However, these pipelines retain 512-bit width (even for dense Zen 5c cores). So there is one way to get the same SIMD performance out of this core as out of Zen 4 – by using 512-bit AVX-512 vectors. This is because the core processes these in a single pass, whereas Zen 4 with its 256-bit units performs them in two halves twice over. Thus, even in this cut-down version, Zen 5 can have the same performance (in theory at least) as Zen 4, when running optimal AVX-512 code. Performance will probably suffer by some percent when using smaller vector instructions, however.

This sounds similar to the thing AMD did with the Zen 2 “Lite” cores used in the PlayStation 5 (and presumably also in the Mendocino APU, the Ryzen 7020U). According to benchmarks done on the PS5 SoC, apparently such a stripped-down SIMD unit may not be such a blow to performance in a large number of applications, including games, as the Chips and Cheese website tests show. In Zen 2 “Lite” AMD left the capacity of the FPU queues the same as in the full-fledged version, which masks the differences in the backend execution performance of SIMD operations to a good degree. Hopefully, AMD will be similarly successful at keeping the performance relatively good with this Zen 5 variant too.

Full-fledged SIMD unit only in desktop?

However, it looks likely that this only applies to the mobile version. For now, we can probably expect the desktop Zen 5 in Ryzen 9000 to have the pipeline count untouched, so it will retain the same performance in SSEx and AVX/AVX2 operations, but achieve double in AVX-512 instructions. It’s a conjecture that hasn’t been confirmed yet, but it wouldn’t make much sense otherwise.

So it looks like AMD will start making more differences between the mobile and desktop-server versions of the core. Up until now, the architecture was the same and it was only the memory controller and L3 cache capacity where the implementations differed (this in itself may have been reducing the IPC of mobile Ryzen cores down a bit, even in the past). Apparently the changes will be more profound from now on. Therefore, it is possible that Zen 5 in AI 300 Ryzens will have a slightly lower IPC than Zen 5 in Ryzen 9000 (and Epyc 9005).

This architectural difference is likely to have noticeable impacts on the performance of software encoding and similar software multimedia processing on laptops. In most applications, however, the performance drop will be much less than the theoretical -50% impact. The biggest problema could probably be in HPC and scientific computing type code if it only uses AVX and SSEx instructions. However, such code probably has the best chance that AVX-512 is applicable to it. If you run such tasks, the solution could be the upcoming powerful Strix Halo mobile processors, which have 16 Zen 5 cores that will probably use the full-fat desktop architecture, i.e. without the SIMD unit being cut-down.

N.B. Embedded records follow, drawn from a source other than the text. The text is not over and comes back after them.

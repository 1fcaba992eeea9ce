use anyhow::{Context, Result};
use std::io::Write;
use std::path::Path;

use crate::models::{Category, Transaction};

const HEADER: [&str; 8] = [
    "date",
    "kind",
    "amount",
    "currency",
    "category",
    "description",
    "notes",
    "recurring_id",
];

/// Write transactions as CSV in the order given. Returns the row count.
pub(crate) fn write_csv<W: Write>(
    writer: W,
    transactions: &[Transaction],
    categories: &[Category],
) -> Result<usize> {
    let mut wtr = csv::WriterBuilder::new().from_writer(writer);
    wtr.write_record(HEADER)?;

    for txn in transactions {
        let category = txn
            .category_id
            .and_then(|id| Category::find_by_id(categories, id))
            .map(|c| c.name.as_str())
            .unwrap_or("");
        let recurring_id = txn.recurring_id.map(|id| id.to_string()).unwrap_or_default();
        wtr.write_record([
            txn.date.format("%Y-%m-%d").to_string().as_str(),
            txn.kind.as_str(),
            txn.amount.to_string().as_str(),
            txn.currency.as_str(),
            category,
            txn.description.as_str(),
            txn.notes.as_str(),
            recurring_id.as_str(),
        ])?;
    }

    wtr.flush()?;
    Ok(transactions.len())
}

pub(crate) fn export_to_file(
    path: &Path,
    transactions: &[Transaction],
    categories: &[Category],
) -> Result<usize> {
    let file = std::fs::File::create(path)
        .with_context(|| format!("Failed to create export file: {}", path.display()))?;
    write_csv(file, transactions, categories)
}
mod cli;

pub(crate) use cli::Cli;

use anyhow::Result;
use chrono::{Duration, Local, Utc};
use std::path::PathBuf;

use crate::actions;
use crate::auth::{Session, SessionSigner};
use crate::config::Config;
use crate::db::{Database, TransactionQuery};
use crate::error::AppError;
use crate::models::*;
use crate::recurring::Outcome;
use cli::{
    BudgetCommand, CategoryCommand, Command, DebtCommand, PrefsCommand, RecurringCommand,
    TxnCommand, WorkspaceCommand,
};

/// Everything one invocation needs: the open database, the token signer and
/// the global flags.
struct Context {
    db: Database,
    signer: SessionSigner,
    token: Option<String>,
    workspace: Option<i64>,
}

impl Context {
    fn session(&self) -> Result<Session> {
        let token = self.token.as_deref().ok_or_else(|| {
            AppError::InvalidSession(
                "not logged in; run `budgetspace login --email <you@example.com>`".to_string(),
            )
        })?;
        Ok(self.signer.verify(token, Utc::now())?)
    }

    fn workspace_id(&self, session: &Session) -> Result<i64> {
        actions::resolve_workspace(&self.db, session, self.workspace)
    }
}

pub(crate) fn as_cli(cli: Cli, config: &Config) -> Result<()> {
    let db = Database::open(&config.db_path)?;
    let signer = SessionSigner::new(
        config.session_secret()?,
        Duration::days(config.session_ttl_days),
    );
    let mut ctx = Context {
        db,
        signer,
        token: cli.session,
        workspace: cli.workspace,
    };

    match cli.command {
        Command::Login { email, name } => cli_login(&ctx, &email, name.as_deref()),
        Command::Whoami => cli_whoami(&ctx),
        Command::Workspace(cmd) => cli_workspace(&mut ctx, cmd),
        Command::Category(cmd) => cli_category(&ctx, cmd),
        Command::Txn(cmd) => cli_txn(&ctx, cmd),
        Command::Budget(cmd) => cli_budget(&ctx, cmd),
        Command::Recurring(cmd) => cli_recurring(&ctx, cmd),
        Command::Debt(cmd) => cli_debt(&mut ctx, cmd),
        Command::Summary { month } => cli_summary(&ctx, month),
        Command::Export { path, month, all } => cli_export(&ctx, path, month, all),
        Command::Prefs(cmd) => cli_prefs(&ctx, cmd),
    }
}

// Every calendar decision uses the local clock.
fn current_month() -> String {
    Local::now().format("%Y-%m").to_string()
}

fn today() -> chrono::NaiveDate {
    Local::now().date_naive()
}

fn id_or_dash(id: Option<i64>) -> String {
    id.map(|id| id.to_string()).unwrap_or_else(|| "-".into())
}
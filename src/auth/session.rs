use anyhow::Result;
use base64::engine::general_purpose::URL_SAFE_NO_PAD;
use base64::Engine;
use chrono::{DateTime, Duration, Utc};
use hmac::{Hmac, Mac};
use serde::{Deserialize, Serialize};
use sha2::Sha256;

use crate::error::AppError;

type HmacSha256 = Hmac<Sha256>;

/// The signed-in user. Passed explicitly to every action.
#[derive(Debug, Clone, PartialEq, Eq)]
pub(crate) struct Session {
    pub(crate) user_id: i64,
    pub(crate) email: String,
    pub(crate) name: String,
}

#[derive(Debug, Serialize, Deserialize)]
struct Claims {
    uid: i64,
    email: String,
    name: String,
    /// Expiry, unix seconds.
    exp: i64,
}

/// Issues and checks `payload.signature` tokens, both parts base64url.
pub(crate) struct SessionSigner {
    secret: Vec<u8>,
    ttl: Duration,
}

impl SessionSigner {
    pub(crate) fn new(secret: impl Into<Vec<u8>>, ttl: Duration) -> Self {
        Self {
            secret: secret.into(),
            ttl,
        }
    }

    fn mac(&self) -> Result<HmacSha256> {
        HmacSha256::new_from_slice(&self.secret)
            .map_err(|e| anyhow::anyhow!("Invalid session secret: {e}"))
    }

    pub(crate) fn sign(&self, session: &Session, now: DateTime<Utc>) -> Result<String> {
        let claims = Claims {
            uid: session.user_id,
            email: session.email.clone(),
            name: session.name.clone(),
            exp: (now + self.ttl).timestamp(),
        };
        let payload_part = URL_SAFE_NO_PAD.encode(serde_json::to_vec(&claims)?);
        let mut mac = self.mac()?;
        mac.update(payload_part.as_bytes());
        let sig_part = URL_SAFE_NO_PAD.encode(mac.finalize().into_bytes());
        Ok(format!("{payload_part}.{sig_part}"))
    }

    pub(crate) fn verify(&self, token: &str, now: DateTime<Utc>) -> Result<Session, AppError> {
        let invalid = |msg: &str| AppError::InvalidSession(msg.to_string());

        let (payload_part, sig_part) = token
            .trim()
            .split_once('.')
            .ok_or_else(|| invalid("malformed token"))?;

        let mut mac = self.mac().map_err(|_| invalid("server secret unusable"))?;
        mac.update(payload_part.as_bytes());
        let expected = URL_SAFE_NO_PAD
            .decode(sig_part)
            .map_err(|_| invalid("malformed signature"))?;
        mac.verify_slice(&expected)
            .map_err(|_| invalid("signature mismatch"))?;

        let payload = URL_SAFE_NO_PAD
            .decode(payload_part)
            .map_err(|_| invalid("malformed payload"))?;
        let claims: Claims =
            serde_json::from_slice(&payload).map_err(|_| invalid("malformed payload"))?;

        if claims.exp <= now.timestamp() {
            return Err(invalid("session expired, log in again"));
        }

        Ok(Session {
            user_id: claims.uid,
            email: claims.email,
            name: claims.name,
        })
    }
}
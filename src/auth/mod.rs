mod session;

pub(crate) use session::{Session, SessionSigner};

use anyhow::Result;

use crate::db::Database;
use crate::error::AppError;
use crate::models::Role;

#[derive(Debug, Clone, Copy, PartialEq, Eq)]
pub(crate) enum Permission {
    /// Read anything in the workspace.
    View,
    /// Create and delete ledger rows, budgets, categories, templates, debts.
    Edit,
    /// Change membership, delete the workspace.
    Manage,
}

impl Permission {
    pub(crate) fn allows(&self, role: Role) -> bool {
        match self {
            Self::View => true,
            Self::Edit => role.can_edit(),
            Self::Manage => role.can_manage(),
        }
    }

    fn action(&self) -> &'static str {
        match self {
            Self::View => "view",
            Self::Edit => "edit",
            Self::Manage => "manage members",
        }
    }
}

/// Check that the session's user may act on the workspace and return their
/// role. Nothing is read from the workspace before this passes.
pub(crate) fn authorize(
    db: &Database,
    session: &Session,
    workspace_id: i64,
    needed: Permission,
) -> Result<Role> {
    if db.get_workspace(workspace_id)?.is_none() {
        return Err(AppError::NotFound {
            kind: "workspace",
            id: workspace_id,
        }
        .into());
    }
    let role = db
        .get_member_role(workspace_id, session.user_id)?
        .ok_or(AppError::NotMember(workspace_id))?;
    if !needed.allows(role) {
        tracing::debug!(workspace_id, user_id = session.user_id, %role, ?needed, "permission denied");
        return Err(AppError::Forbidden {
            workspace_id,
            role,
            action: needed.action(),
        }
        .into());
    }
    Ok(role)
}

Exactly what the effects of this cut down SIMD / FPU will look like and how much better Zen 5 will be on desktop as a result, we will only see after the release of reviews and especially as there is deeper analysis done over time. For now, it’s probably premature to judge how much of a compromise this will be.

Dual decoders – an echo of Bulldozer (Steamroller)?

Apart from this controversial feature (hopefully only concerning the mobile version) there is one more very interesting thing. David Huang’s test confirmed that Zen 5 has decoders divided into two clusters of four, as mentioned above. Previous AMD cores had four decoders, so this is and also is not a doubling. Architecturally, it’s apparently quite similar to the dual decoders of the Intel Atom line of cores – Tremont and Gracemont, which have a two three-wide decoder clusters (the new Skymont even has three such clusters). However, this is not equivalent to a core that has eight decoders in a single cluster (like Intel Lion Cove) and is able to employ all eight in a single thread.

Read more: Skymont architecture analysed: Intel little core outgrows the big?
Read more: Intel’s new P-Core: Lion Cove is the biggest change since Nehalem

Zen 5 doesn’t seem to be able to do this, or at least not in a completely trivial sequential code with absence of branching. According to David Huang, when testing a series of NOPs, it turns out that in linear code, Zen 5 can run at most four x86 instructions per cycle in a single thread through the decoders, so it can only employ a single cluster (which means it’s on par with Zen 1 to 4). However, the core can process more if it takes instructions from the uOP cache instead.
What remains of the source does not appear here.